• **DATA SECTION**:
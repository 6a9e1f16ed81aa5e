//! hospdb entry point
//!
//! Everything happens in `cli::run`; this only reports its error and sets
//! the exit status.

use hospdb::cli;

fn main() {
    if let Err(e) = cli::run() {
        eprintln!("{}", e);
        std::process::exit(1);
    }
}
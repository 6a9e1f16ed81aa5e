//! # Hospital Errors
//!
//! Field validation failures and booking workflow failures.

use thiserror::Error;

use crate::db::DbError;

/// Result type for booking operations
pub type BookingResult<T> = Result<T, BookingError>;

/// A console field was rejected before reaching the database
#[derive(Debug, Clone, PartialEq, Eq, Error)]
pub enum ValidationError {
    #[error("'{0}' is not a whole number")]
    NotAnInteger(String),

    #[error("{field} must be between 1 and {max} characters")]
    Length { field: &'static str, max: usize },

    #[error("{field} must be at most {max} characters")]
    TooLong { field: &'static str, max: usize },

    #[error("{field} must be greater than 0")]
    NotPositive { field: &'static str },

    #[error("{field} cannot be negative")]
    Negative { field: &'static str },

    #[error("please enter M or F for gender")]
    Gender,

    #[error("please enter appointment status using codes PA, AC, AV, or WL")]
    Status,

    #[error("time slot must look like HH:MM-HH:MM (24-hour) with the start before the end")]
    TimeSlot,

    #[error("'{0}' is not a valid date; use MM/DD/YYYY")]
    Date(String),

    #[error("end date {end} is before start date {start}")]
    DateRange { start: String, end: String },
}

/// Why an appointment could not be booked
#[derive(Debug, Error)]
pub enum BookingError {
    /// No `has_appointment` row links the doctor and the appointment
    #[error("appointment {appointment_id} is not assigned to doctor {doctor_id}")]
    NotAssigned { doctor_id: i32, appointment_id: i32 },

    /// The doctor's department does not resolve to a hospital
    #[error("no hospital found for doctor {0}")]
    NoHospital(i32),

    /// The appointment has already passed
    #[error("appointment {0} has already passed and is unavailable")]
    Unavailable(i32),

    /// The stored status is not one of PA, AC, AV, WL
    #[error("appointment has unrecognized status '{0}'")]
    UnknownStatus(String),

    /// Booking a new patient needs their details
    #[error("patient {0} is not in the database and no details were provided")]
    MissingPatientDetails(i32),

    #[error(transparent)]
    Db(#[from] DbError),
}

impl BookingError {
    /// Whether the error ends the session rather than just this booking
    pub fn is_fatal(&self) -> bool {
        matches!(self, BookingError::Db(e) if e.is_fatal())
    }
}
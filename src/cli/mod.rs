//! Command-line front end for hospdb
//!
//! - `args`: clap definitions
//! - `config`: optional JSON config file merged with flags
//! - `io`: prompt/echo console over any reader and writer
//! - `menu`, `session`: the main menu and its handlers
//! - `commands`: connect, run the menu, disconnect

mod args;
mod commands;
mod config;
mod errors;
mod io;
mod menu;
mod session;

pub use args::Cli;
pub use commands::{run, run_with};
pub use config::{FileConfig, Settings};
pub use errors::{CliError, CliErrorCode, CliResult};
pub use io::Console;
pub use menu::{render_menu, MenuChoice};
pub use session::Session;
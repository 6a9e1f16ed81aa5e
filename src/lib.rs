//! hospdb - menu-driven client for a hospital appointment database
//!
//! Connects to PostgreSQL with one synchronous session and offers eight
//! operations: three inserts, appointment booking and four reports.

pub mod cli;
pub mod db;
pub mod hospital;
pub mod observability;
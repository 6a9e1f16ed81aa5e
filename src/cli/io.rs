//! Console I/O for the interactive menu
//!
//! Prompts go to the output without a newline and are flushed before reading.
//! Generic over the reader and writer so whole sessions can run against
//! in-memory buffers.

use std::fmt::Display;
use std::io::{self, BufRead, StdinLock, Stdout, Write};

use crate::db::ResultSet;
use crate::hospital::validation;

use super::errors::{CliError, CliResult};

/// Line-oriented console
pub struct Console<R, W> {
    input: R,
    output: W,
}

impl Console<StdinLock<'static>, Stdout> {
    /// Console over the process stdin and stdout
    pub fn stdio() -> Self {
        Console::new(io::stdin().lock(), io::stdout())
    }
}

impl<R: BufRead, W: Write> Console<R, W> {
    pub fn new(input: R, output: W) -> Self {
        Self { input, output }
    }

    /// Read one line without its terminator. End of input is an error.
    pub fn read_line(&mut self) -> CliResult<String> {
        let mut line = String::new();
        if self.input.read_line(&mut line)? == 0 {
            return Err(CliError::input_closed());
        }
        Ok(line.trim_end_matches(['\r', '\n']).to_string())
    }

    /// Write text as-is and flush
    pub fn say(&mut self, text: &str) -> CliResult<()> {
        write!(self.output, "{}", text)?;
        self.output.flush()?;
        Ok(())
    }

    /// Write text followed by a newline
    pub fn line(&mut self, text: &str) -> CliResult<()> {
        writeln!(self.output, "{}", text)?;
        self.output.flush()?;
        Ok(())
    }

    pub fn prompt(&mut self, text: &str) -> CliResult<String> {
        self.say(text)?;
        self.read_line()
    }

    /// Ask until `validate` accepts the answer, echoing each rejection
    pub fn prompt_valid<T, E, F>(&mut self, text: &str, validate: F) -> CliResult<T>
    where
        E: Display,
        F: Fn(&str) -> Result<T, E>,
    {
        loop {
            let answer = self.prompt(text)?;
            match validate(&answer) {
                Ok(value) => return Ok(value),
                Err(e) => self.line(&format!("Invalid input! {}", e))?,
            }
        }
    }

    /// Yes/no question; anything but `y`/`yes` is no
    pub fn confirm(&mut self, text: &str) -> CliResult<bool> {
        let answer = self.prompt(text)?;
        Ok(validation::yes(&answer))
    }

    /// Print a result set in tabular text form
    pub fn show(&mut self, rows: &ResultSet) -> CliResult<()> {
        self.say(&rows.to_string())
    }

    pub fn output(&self) -> &W {
        &self.output
    }

    pub fn into_parts(self) -> (R, W) {
        (self.input, self.output)
    }
}
//! Session counters
//!
//! - Counters only, monotonic
//! - Reset only on process start

use std::sync::atomic::{AtomicU64, Ordering};

/// Counters for one interactive session
#[derive(Debug, Default)]
pub struct SessionMetrics {
    /// INSERT / UPDATE / transaction control statements that succeeded
    statements_executed: AtomicU64,
    /// SELECT queries that succeeded
    queries_executed: AtomicU64,
    /// Rows returned across all queries
    rows_returned: AtomicU64,
    /// Statements or queries the database rejected
    statement_failures: AtomicU64,
    /// Menu operations started
    operations_run: AtomicU64,
    /// Bookings committed
    bookings_committed: AtomicU64,
}

impl SessionMetrics {
    /// Create a registry with all counters at zero
    pub fn new() -> Self {
        Self::default()
    }

    pub fn increment_statements(&self) {
        self.statements_executed.fetch_add(1, Ordering::Relaxed);
    }

    pub fn record_query(&self, rows: u64) {
        self.queries_executed.fetch_add(1, Ordering::Relaxed);
        self.rows_returned.fetch_add(rows, Ordering::Relaxed);
    }

    pub fn increment_failures(&self) {
        self.statement_failures.fetch_add(1, Ordering::Relaxed);
    }

    pub fn increment_operations(&self) {
        self.operations_run.fetch_add(1, Ordering::Relaxed);
    }

    pub fn increment_bookings(&self) {
        self.bookings_committed.fetch_add(1, Ordering::Relaxed);
    }

    /// Point-in-time copy of every counter
    pub fn snapshot(&self) -> MetricsSnapshot {
        MetricsSnapshot {
            statements_executed: self.statements_executed.load(Ordering::Relaxed),
            queries_executed: self.queries_executed.load(Ordering::Relaxed),
            rows_returned: self.rows_returned.load(Ordering::Relaxed),
            statement_failures: self.statement_failures.load(Ordering::Relaxed),
            operations_run: self.operations_run.load(Ordering::Relaxed),
            bookings_committed: self.bookings_committed.load(Ordering::Relaxed),
        }
    }
}

/// A point-in-time snapshot of all counters
#[derive(Debug, Clone, Default, PartialEq, Eq)]
pub struct MetricsSnapshot {
    pub statements_executed: u64,
    pub queries_executed: u64,
    pub rows_returned: u64,
    pub statement_failures: u64,
    pub operations_run: u64,
    pub bookings_committed: u64,
}

impl MetricsSnapshot {
    /// Counters as `(key, value)` pairs for the logger
    pub fn to_fields(&self) -> Vec<(&'static str, String)> {
        vec![
            ("bookings_committed", self.bookings_committed.to_string()),
            ("operations_run", self.operations_run.to_string()),
            ("queries_executed", self.queries_executed.to_string()),
            ("rows_returned", self.rows_returned.to_string()),
            ("statement_failures", self.statement_failures.to_string()),
            ("statements_executed", self.statements_executed.to_string()),
        ]
    }
}

#[cfg(test)]
mod tests {
    use super::*;

    #[test]
    fn test_new_registry_has_zero_values() {
        let metrics = SessionMetrics::new();
        assert_eq!(metrics.snapshot(), MetricsSnapshot::default());
    }

    #[test]
    fn test_record_query_accumulates_rows() {
        let metrics = SessionMetrics::new();

        metrics.record_query(3);
        metrics.record_query(0);
        metrics.record_query(4);

        let snapshot = metrics.snapshot();
        assert_eq!(snapshot.queries_executed, 3);
        assert_eq!(snapshot.rows_returned, 7);
    }

    #[test]
    fn test_increment_counters() {
        let metrics = SessionMetrics::new();

        metrics.increment_statements();
        metrics.increment_statements();
        metrics.increment_failures();
        metrics.increment_operations();
        metrics.increment_bookings();

        let snapshot = metrics.snapshot();
        assert_eq!(snapshot.statements_executed, 2);
        assert_eq!(snapshot.statement_failures, 1);
        assert_eq!(snapshot.operations_run, 1);
        assert_eq!(snapshot.bookings_committed, 1);
    }

    #[test]
    fn test_fields_cover_every_counter() {
        let metrics = SessionMetrics::new();
        metrics.record_query(2);

        let fields = metrics.snapshot().to_fields();
        assert_eq!(fields.len(), 6);
        assert!(fields.contains(&("rows_returned", "2".to_string())));
    }
}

• **WORK REQUEST**: Could you print the lines of the records above from the one containing "assert_eq!(fields.len(), 6);" through the last, exactly and with no additions?

• **EXERCISE OUTPUT**:
        assert_eq!(fields.len(), 6);
        assert!(fields.contains(&("rows_returned", "2".to_string())));
    }
}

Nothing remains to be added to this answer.